## [PROBLEM]
Output range, inclusive: from the line containing "self.0.remove(&field);" to the line containing "else if parse_date(&self.date).is_none()". Restate those lines from the data below word for word and only those.

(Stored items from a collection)
::::

//! Tests for GET /licenses/{id} and GET /health.

use axum::http::StatusCode;
use serde_json::json;

#[path = "../common/mod.rs"]
mod common;
use common::*;

#[tokio::test]
async fn test_health() {
    let t = test_app();
    let (status, json) = get_json(&t.app, "/health").await;

    assert_eq!(status, StatusCode::OK);
    assert_eq!(json["status"], "ok");
    assert_eq!(json["version"], env!("CARGO_PKG_VERSION"));
}

#[tokio::test]
async fn test_license_status_fresh_license() {
    let t = test_app();
    let id = issue_test_license(&t.state, "sess_1", 28);

    let (status, json) = get_json(&t.app, &format!("/licenses/{}", id)).await;

    assert_eq!(status, StatusCode::OK);
    assert_eq!(json["status"], "active");
    assert_eq!(json["created_at"], T0);
    assert_eq!(json["expires_at"], T0 + 28 * ONE_DAY);
    assert_eq!(json["device_count"], 0);
    assert_eq!(json["max_devices"], 2);
    assert_eq!(json["has_active_device"], false);
}

#[tokio::test]
async fn test_license_status_never_lists_device_ids() {
    let t = test_app();
    let id = issue_test_license(&t.state, "sess_1", 10);
    post_json(
        &t.app,
        &format!("/licenses/{}/activate", id),
        json!({ "device_id": "secret-device-id", "legal_accepted": true }),
    )
    .await;

    let (status, json) = get_json(&t.app, &format!("/licenses/{}", id)).await;

    assert_eq!(status, StatusCode::OK);
    assert_eq!(json["device_count"], 1);
    assert_eq!(json["has_active_device"], true);
    assert!(
        !json.to_string().contains("secret-device-id"),
        "device ids must not be exposed: {}",
        json
    );
    assert!(json.get("source_ref").is_none());
}

#[tokio::test]
async fn test_license_status_expired() {
    let t = test_app();
    let id = issue_test_license(&t.state, "sess_1", 10);
    t.clock.advance_days(30);

    let (status, json) = get_json(&t.app, &format!("/licenses/{}", id)).await;

    assert_eq!(status, StatusCode::OK);
    assert_eq!(json["status"], "expired");
}

#[tokio::test]
async fn test_license_status_unknown() {
    let t = test_app();
    let (status, json) =
        get_json(&t.app, "/licenses/lk_0123456789abcdef0123456789abcdef").await;

    assert_eq!(status, StatusCode::NOT_FOUND);
    assert_eq!(json["code"], "license_not_found");
}
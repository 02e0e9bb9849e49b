//! Dashboard view model
//!
//! Bundles every panel of the dashboard for a single evaluation date so the
//! display and export layers work from one value.

use chrono::NaiveDate;
use serde::Serialize;

use crate::models::{Budget, Money, Transaction, YearMonth};

use super::{
    category_totals, compare_budgets, current_month, monthly_totals, overall_total,
    previous_month, recent_transactions, spending_insights, top_categories, BudgetComparison,
    CategorySpend, CategoryTotal, Insight, MonthlyTotal, TOP_CATEGORY_COUNT,
};

/// Every derived panel of the dashboard
#[derive(Debug, Clone, Serialize)]
pub struct DashboardSummary {
    /// Evaluation date; its month is the "current" month
    pub as_of: NaiveDate,
    pub current_month: YearMonth,
    pub total: Money,
    pub transaction_count: usize,
    pub current_month_total: Money,
    pub previous_month_total: Money,
    pub category_totals: Vec<CategoryTotal>,
    pub top_categories: Vec<CategoryTotal>,
    pub recent: Vec<Transaction>,
    pub monthly: Vec<MonthlyTotal>,
    pub budget_comparison: Vec<BudgetComparison>,
    pub insights: Vec<Insight>,
}

impl DashboardSummary {
    /// Compute every panel from the full transaction and budget lists
    pub fn build(
        transactions: &[Transaction],
        budgets: &[Budget],
        as_of: NaiveDate,
        recent_count: usize,
    ) -> Self {
        tracing::debug!(
            transactions = transactions.len(),
            budgets = budgets.len(),
            %as_of,
            "building dashboard summary"
        );

        let current = current_month(transactions, as_of);
        let previous = previous_month(transactions, as_of);
        let current_spend = CategorySpend::from_transactions(current.iter().copied());
        let previous_month_total = overall_total(previous.iter().copied());

        let category_totals = category_totals(transactions);
        let top_categories = top_categories(&category_totals, TOP_CATEGORY_COUNT);

        Self {
            as_of,
            current_month: YearMonth::from_date(as_of),
            total: overall_total(transactions),
            transaction_count: transactions.len(),
            current_month_total: current_spend.total(),
            previous_month_total,
            top_categories,
            category_totals,
            recent: recent_transactions(transactions, recent_count),
            monthly: monthly_totals(transactions),
            budget_comparison: compare_budgets(budgets, &current_spend),
            insights: spending_insights(&current_spend, previous_month_total, budgets),
        }
    }

    pub fn is_empty(&self) -> bool {
        self.transaction_count == 0
    }
}
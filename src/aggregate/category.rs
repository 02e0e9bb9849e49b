//! Category totals, overall total and recent transactions
//!
//! Used by the dashboard summary and the category breakdown chart.

use std::collections::HashMap;

use serde::Serialize;

use crate::models::{find_category, Category, Money, Transaction};

/// Total spending in one category
#[derive(Debug, Clone, PartialEq, Eq, Serialize)]
pub struct CategoryTotal {
    /// Category name as stored on the transactions
    pub category: String,
    pub total: Money,
    pub transaction_count: usize,
}

impl CategoryTotal {
    /// Whether the category still exists in the live category list
    ///
    /// Transactions may outlive their category; such names still form their
    /// own bucket.
    pub fn is_known(&self, categories: &[Category]) -> bool {
        find_category(categories, &self.category).is_some()
    }

    /// Share of `overall` taken by this category, in percent
    pub fn percentage_of(&self, overall: Money) -> f64 {
        if overall.is_zero() {
            0.0
        } else {
            self.total.cents() as f64 / overall.cents() as f64 * 100.0
        }
    }
}

/// Sum transactions per category name
///
/// Sorted by total, highest first. Equal totals keep the order in which the
/// category was first seen.
pub fn category_totals<'a, I>(transactions: I) -> Vec<CategoryTotal>
where
    I: IntoIterator<Item = &'a Transaction>,
{
    let mut totals: Vec<CategoryTotal> = Vec::new();
    let mut index: HashMap<&'a str, usize> = HashMap::new();

    for txn in transactions {
        match index.get(txn.category.as_str()) {
            Some(&i) => {
                totals[i].total += txn.amount;
                totals[i].transaction_count += 1;
            }
            None => {
                index.insert(txn.category.as_str(), totals.len());
                totals.push(CategoryTotal {
                    category: txn.category.clone(),
                    total: txn.amount,
                    transaction_count: 1,
                });
            }
        }
    }

    // sort_by is stable
    totals.sort_by(|a, b| b.total.cmp(&a.total));
    totals
}

/// Sum of every amount; zero for no transactions
pub fn overall_total<'a, I>(transactions: I) -> Money
where
    I: IntoIterator<Item = &'a Transaction>,
{
    transactions.into_iter().map(|t| t.amount).sum()
}

/// The `count` most recent transactions, newest date first
///
/// Transactions sharing a date keep their input order.
pub fn recent_transactions(transactions: &[Transaction], count: usize) -> Vec<Transaction> {
    let mut sorted = transactions.to_vec();
    sorted.sort_by(|a, b| b.date.cmp(&a.date));
    sorted.truncate(count);
    sorted
}

/// The first `limit` entries of already-sorted category totals
pub fn top_categories(totals: &[CategoryTotal], limit: usize) -> Vec<CategoryTotal> {
    totals.iter().take(limit).cloned().collect()
}

#[cfg(test)]
mod tests {
    use super::*;
    use chrono::NaiveDate;

    fn txn(amount: i64, date: &str, category: &str) -> Transaction {
        Transaction::new(
            Money::from_dollars(amount),
            format!("{} purchase", category),
            NaiveDate::parse_from_str(date, "%Y-%m-%d").unwrap(),
            category,
        )
    }

    #[test]
    fn test_category_totals_example() {
        let transactions = vec![
            txn(50, "2024-05-01", "Food"),
            txn(30, "2024-05-15", "Food"),
            txn(20, "2024-04-01", "Rent"),
        ];

        let totals = category_totals(&transactions);
        let view: Vec<_> = totals
            .iter()
            .map(|t| (t.category.as_str(), t.total))
            .collect();
        assert_eq!(
            view,
            vec![("Food", Money::from_dollars(80)), ("Rent", Money::from_dollars(20))]
        );
        assert_eq!(totals[0].transaction_count, 2);
    }

    #[test]
    fn test_ties_keep_first_seen_order() {
        let transactions = vec![
            txn(10, "2024-05-01", "Books"),
            txn(40, "2024-05-01", "Rent"),
            txn(10, "2024-05-02", "Games"),
            txn(10, "2024-05-03", "Art"),
        ];

        let names: Vec<_> = category_totals(&transactions)
            .into_iter()
            .map(|t| t.category)
            .collect();
        assert_eq!(names, vec!["Rent", "Books", "Games", "Art"]);
    }

    #[test]
    fn test_category_sum_matches_overall_total() {
        let categories = ["Food", "Rent", "Fun", "Travel", "Gifts"];
        let transactions: Vec<_> = (0..57)
            .map(|i| {
                Transaction::new(
                    Money::from_cents(i * 137 % 9_001 + 1),
                    "x",
                    NaiveDate::from_ymd_opt(2024, 1, 1).unwrap(),
                    categories[i as usize % categories.len()],
                )
            })
            .collect();

        let category_sum: Money = category_totals(&transactions).iter().map(|t| t.total).sum();
        assert_eq!(category_sum, overall_total(&transactions));
    }

    #[test]
    fn test_huge_amounts_saturate_instead_of_overflowing() {
        let huge = Money::from_cents(i64::MAX / 2 + 1);
        let date = NaiveDate::from_ymd_opt(2024, 5, 1).unwrap();
        let transactions = vec![
            Transaction::new(huge, "a", date, "Food"),
            Transaction::new(huge, "b", date, "Food"),
        ];

        assert_eq!(overall_total(&transactions), Money::from_cents(i64::MAX));
        assert_eq!(category_totals(&transactions)[0].total, Money::from_cents(i64::MAX));
    }

    #[test]
    fn test_overall_total_empty_is_zero() {
        let empty: Vec<Transaction> = Vec::new();
        assert_eq!(overall_total(&empty), Money::zero());
    }

    #[test]
    fn test_recent_transactions() {
        let transactions = vec![
            txn(1, "2024-01-10", "A"),
            txn(2, "2024-03-01", "B"),
            txn(3, "2023-12-31", "C"),
            txn(4, "2024-02-14", "D"),
            txn(5, "2024-03-01", "E"),
        ];

        let recent = recent_transactions(&transactions, 3);
        let names: Vec<_> = recent.iter().map(|t| t.category.as_str()).collect();
        assert_eq!(names, vec!["B", "E", "D"]);
    }

    #[test]
    fn test_recent_transactions_short_input() {
        let transactions = vec![txn(1, "2024-01-10", "A"), txn(2, "2024-03-01", "B")];
        assert_eq!(recent_transactions(&transactions, 3).len(), 2);
        assert!(recent_transactions(&[], 3).is_empty());
    }

    #[test]
    fn test_recent_never_exceeds_three() {
        for size in 0..12 {
            let transactions: Vec<_> = (0..size)
                .map(|i| txn(1, &format!("2024-01-{:02}", (i * 7) % 28 + 1), "A"))
                .collect();
            let recent = recent_transactions(&transactions, 3);
            assert!(recent.len() <= 3);
            assert!(recent.windows(2).all(|w| w[0].date >= w[1].date));
        }
    }

    #[test]
    fn test_unknown_categories_are_flagged() {
        let transactions = vec![txn(5, "2024-05-01", "Deleted"), txn(5, "2024-05-01", "Food")];
        let categories = vec![Category::new("Food")];

        let totals = category_totals(&transactions);
        assert!(!totals[0].is_known(&categories));
        assert!(totals[1].is_known(&categories));
    }

    #[test]
    fn test_percentage_of() {
        let total = CategoryTotal {
            category: "Food".into(),
            total: Money::from_dollars(25),
            transaction_count: 1,
        };
        assert_eq!(total.percentage_of(Money::from_dollars(100)), 25.0);
        assert_eq!(total.percentage_of(Money::zero()), 0.0);
    }
}
//! Input validation for transaction and budget records
//!
//! Form input arrives as raw text. Validation is a pure function of that
//! text and returns a map of field to message; an empty map means the record
//! can be submitted.

use std::collections::BTreeMap;
use std::fmt;

use chrono::NaiveDate;

use crate::models::{Budget, BudgetId, Money, Transaction, TransactionId};

pub const INVALID_AMOUNT: &str = "Please enter a valid amount";
pub const DESCRIPTION_REQUIRED: &str = "Description is required";
pub const DATE_REQUIRED: &str = "Date is required";
pub const INVALID_DATE: &str = "Please enter a valid date";
pub const CATEGORY_REQUIRED: &str = "Category is required";

/// Date format accepted by the date field
pub const DATE_INPUT_FORMAT: &str = "%Y-%m-%d";

/// A form field that can carry a validation message
#[derive(Debug, Clone, Copy, PartialEq, Eq, PartialOrd, Ord, Hash)]
pub enum Field {
    Amount,
    Description,
    Date,
    Category,
}

impl Field {
    /// Field name as shown next to its message
    pub fn name(&self) -> &'static str {
        match self {
            Self::Amount => "amount",
            Self::Description => "description",
            Self::Date => "date",
            Self::Category => "category",
        }
    }
}

impl fmt::Display for Field {
    fn fmt(&self, f: &mut fmt::Formatter<'_>) -> fmt::Result {
        write!(f, "{}", self.name())
    }
}

/// Field-scoped validation messages
#[derive(Debug, Clone, Default, PartialEq, Eq)]
pub struct FieldErrors(BTreeMap<Field, String>);

impl FieldErrors {
    pub fn new() -> Self {
        Self::default()
    }

    pub fn insert(&mut self, field: Field, message: impl Into<String>) {
        self.0.insert(field, message.into());
    }

    /// Drop the message for one field, e.g. after the user edits it
    pub fn clear(&mut self, field: Field) {
        self.0.remove(&field);
    }

    pub fn get(&self, field: Field) -> Option<&str> {
        self.0.get(&field).map(String::as_str)
    }

    pub fn is_empty(&self) -> bool {
        self.0.is_empty()
    }

    pub fn len(&self) -> usize {
        self.0.len()
    }

    pub fn iter(&self) -> impl Iterator<Item = (Field, &str)> {
        self.0.iter().map(|(field, msg)| (*field, msg.as_str()))
    }
}

impl fmt::Display for FieldErrors {
    fn fmt(&self, f: &mut fmt::Formatter<'_>) -> fmt::Result {
        let parts: Vec<String> = self
            .iter()
            .map(|(field, msg)| format!("{}: {}", field, msg))
            .collect();
        write!(f, "{}", parts.join("; "))
    }
}

/// Which kind of record is being validated
#[derive(Debug, Clone, Copy, PartialEq, Eq)]
pub enum RecordKind {
    Transaction,
    Budget,
}

/// Raw text entered for a transaction
#[derive(Debug, Clone, Default, PartialEq, Eq)]
pub struct TransactionInput {
    /// Set when editing an existing transaction
    pub id: Option<TransactionId>,
    pub amount: String,
    pub description: String,
    pub date: String,
    pub category: String,
}

impl TransactionInput {
    /// Pre-fill the input from an existing transaction
    pub fn from_transaction(txn: &Transaction) -> Self {
        Self {
            id: Some(txn.id),
            amount: format!("{}.{:02}", txn.amount.dollars(), txn.amount.cents_part()),
            description: txn.description.clone(),
            date: txn.date.format(DATE_INPUT_FORMAT).to_string(),
            category: txn.category.clone(),
        }
    }

    pub fn validate(&self) -> FieldErrors {
        let mut errors = FieldErrors::new();

        if parse_positive_amount(&self.amount).is_none() {
            errors.insert(Field::Amount, INVALID_AMOUNT);
        }

        if self.description.trim().is_empty() {
            errors.insert(Field::Description, DESCRIPTION_REQUIRED);
        }

        if self.date.trim().is_empty() {
            errors.insert(Field::Date, DATE_REQUIRED);
        } else if parse_date(&self.date).is_none() {
            errors.insert(Field::Date, INVALID_DATE);
        }

        if self.category.trim().is_empty() {
            errors.insert(Field::Category, CATEGORY_REQUIRED);
        }

        errors
    }

    /// Convert a valid input into a transaction record
    ///
    /// The description is stored as typed; the category is trimmed.
    pub fn into_transaction(self) -> Result<Transaction, FieldErrors> {
        let errors = self.validate();
        let (Some(amount), Some(date)) = (parse_positive_amount(&self.amount), parse_date(&self.date))
        else {
            return Err(errors);
        };
        if !errors.is_empty() {
            return Err(errors);
        }

        let mut txn = Transaction::new(amount, self.description, date, self.category.trim());
        if let Some(id) = self.id {
            txn.id = id;
        }
        Ok(txn)
    }
}

/// Raw text entered for a budget
#[derive(Debug, Clone, Default, PartialEq, Eq)]
pub struct BudgetInput {
    /// Set when editing an existing budget
    pub id: Option<BudgetId>,
    pub category: String,
    pub amount: String,
}

impl BudgetInput {
    /// Pre-fill the input from an existing budget
    pub fn from_budget(budget: &Budget) -> Self {
        Self {
            id: Some(budget.id),
            category: budget.category.clone(),
            amount: format!("{}.{:02}", budget.amount.dollars(), budget.amount.cents_part()),
        }
    }

    pub fn validate(&self) -> FieldErrors {
        let mut errors = FieldErrors::new();

        if parse_positive_amount(&self.amount).is_none() {
            errors.insert(Field::Amount, INVALID_AMOUNT);
        }

        if self.category.trim().is_empty() {
            errors.insert(Field::Category, CATEGORY_REQUIRED);
        }

        errors
    }

    /// Convert a valid input into a budget record
    pub fn into_budget(self) -> Result<Budget, FieldErrors> {
        let errors = self.validate();
        let Some(amount) = parse_positive_amount(&self.amount) else {
            return Err(errors);
        };
        if !errors.is_empty() {
            return Err(errors);
        }

        let mut budget = Budget::new(self.category.trim(), amount);
        if let Some(id) = self.id {
            budget.id = id;
        }
        Ok(budget)
    }
}

/// A record of either kind, as submitted by a form
#[derive(Debug, Clone, PartialEq, Eq)]
pub enum RecordInput {
    Transaction(TransactionInput),
    Budget(BudgetInput),
}

impl RecordInput {
    pub fn kind(&self) -> RecordKind {
        match self {
            Self::Transaction(_) => RecordKind::Transaction,
            Self::Budget(_) => RecordKind::Budget,
        }
    }
}

/// Validate a record according to its kind
pub fn validate(record: &RecordInput) -> FieldErrors {
    match record {
        RecordInput::Transaction(input) => input.validate(),
        RecordInput::Budget(input) => input.validate(),
    }
}

/// Parse an amount that must be strictly greater than zero
///
/// Amounts above [`Money::MAX_AMOUNT`] are rejected.
pub fn parse_positive_amount(raw: &str) -> Option<Money> {
    Money::parse(raw)
        .ok()
        .filter(|amount| amount.is_positive() && *amount <= Money::MAX_AMOUNT)
}

/// Parse a `YYYY-MM-DD` date
pub fn parse_date(raw: &str) -> Option<NaiveDate> {
    NaiveDate::parse_from_str(raw.trim(), DATE_INPUT_FORMAT).ok()
}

::::

## [RESPONSE BELOW]
        self.0.remove(&field);
    }

    pub fn get(&self, field: Field) -> Option<&str> {
        self.0.get(&field).map(String::as_str)
    }

    pub fn is_empty(&self) -> bool {
        self.0.is_empty()
    }

    pub fn len(&self) -> usize {
        self.0.len()
    }

    pub fn iter(&self) -> impl Iterator<Item = (Field, &str)> {
        self.0.iter().map(|(field, msg)| (*field, msg.as_str()))
    }
}

impl fmt::Display for FieldErrors {
    fn fmt(&self, f: &mut fmt::Formatter<'_>) -> fmt::Result {
        let parts: Vec<String> = self
            .iter()
            .map(|(field, msg)| format!("{}: {}", field, msg))
            .collect();
        write!(f, "{}", parts.join("; "))
    }
}

/// Which kind of record is being validated
#[derive(Debug, Clone, Copy, PartialEq, Eq)]
pub enum RecordKind {
    Transaction,
    Budget,
}

/// Raw text entered for a transaction
#[derive(Debug, Clone, Default, PartialEq, Eq)]
pub struct TransactionInput {
    /// Set when editing an existing transaction
    pub id: Option<TransactionId>,
    pub amount: String,
    pub description: String,
    pub date: String,
    pub category: String,
}

impl TransactionInput {
    /// Pre-fill the input from an existing transaction
    pub fn from_transaction(txn: &Transaction) -> Self {
        Self {
            id: Some(txn.id),
            amount: format!("{}.{:02}", txn.amount.dollars(), txn.amount.cents_part()),
            description: txn.description.clone(),
            date: txn.date.format(DATE_INPUT_FORMAT).to_string(),
            category: txn.category.clone(),
        }
    }

    pub fn validate(&self) -> FieldErrors {
        let mut errors = FieldErrors::new();

        if parse_positive_amount(&self.amount).is_none() {
            errors.insert(Field::Amount, INVALID_AMOUNT);
        }

        if self.description.trim().is_empty() {
            errors.insert(Field::Description, DESCRIPTION_REQUIRED);
        }

        if self.date.trim().is_empty() {
            errors.insert(Field::Date, DATE_REQUIRED);
        } else if parse_date(&self.date).is_none() {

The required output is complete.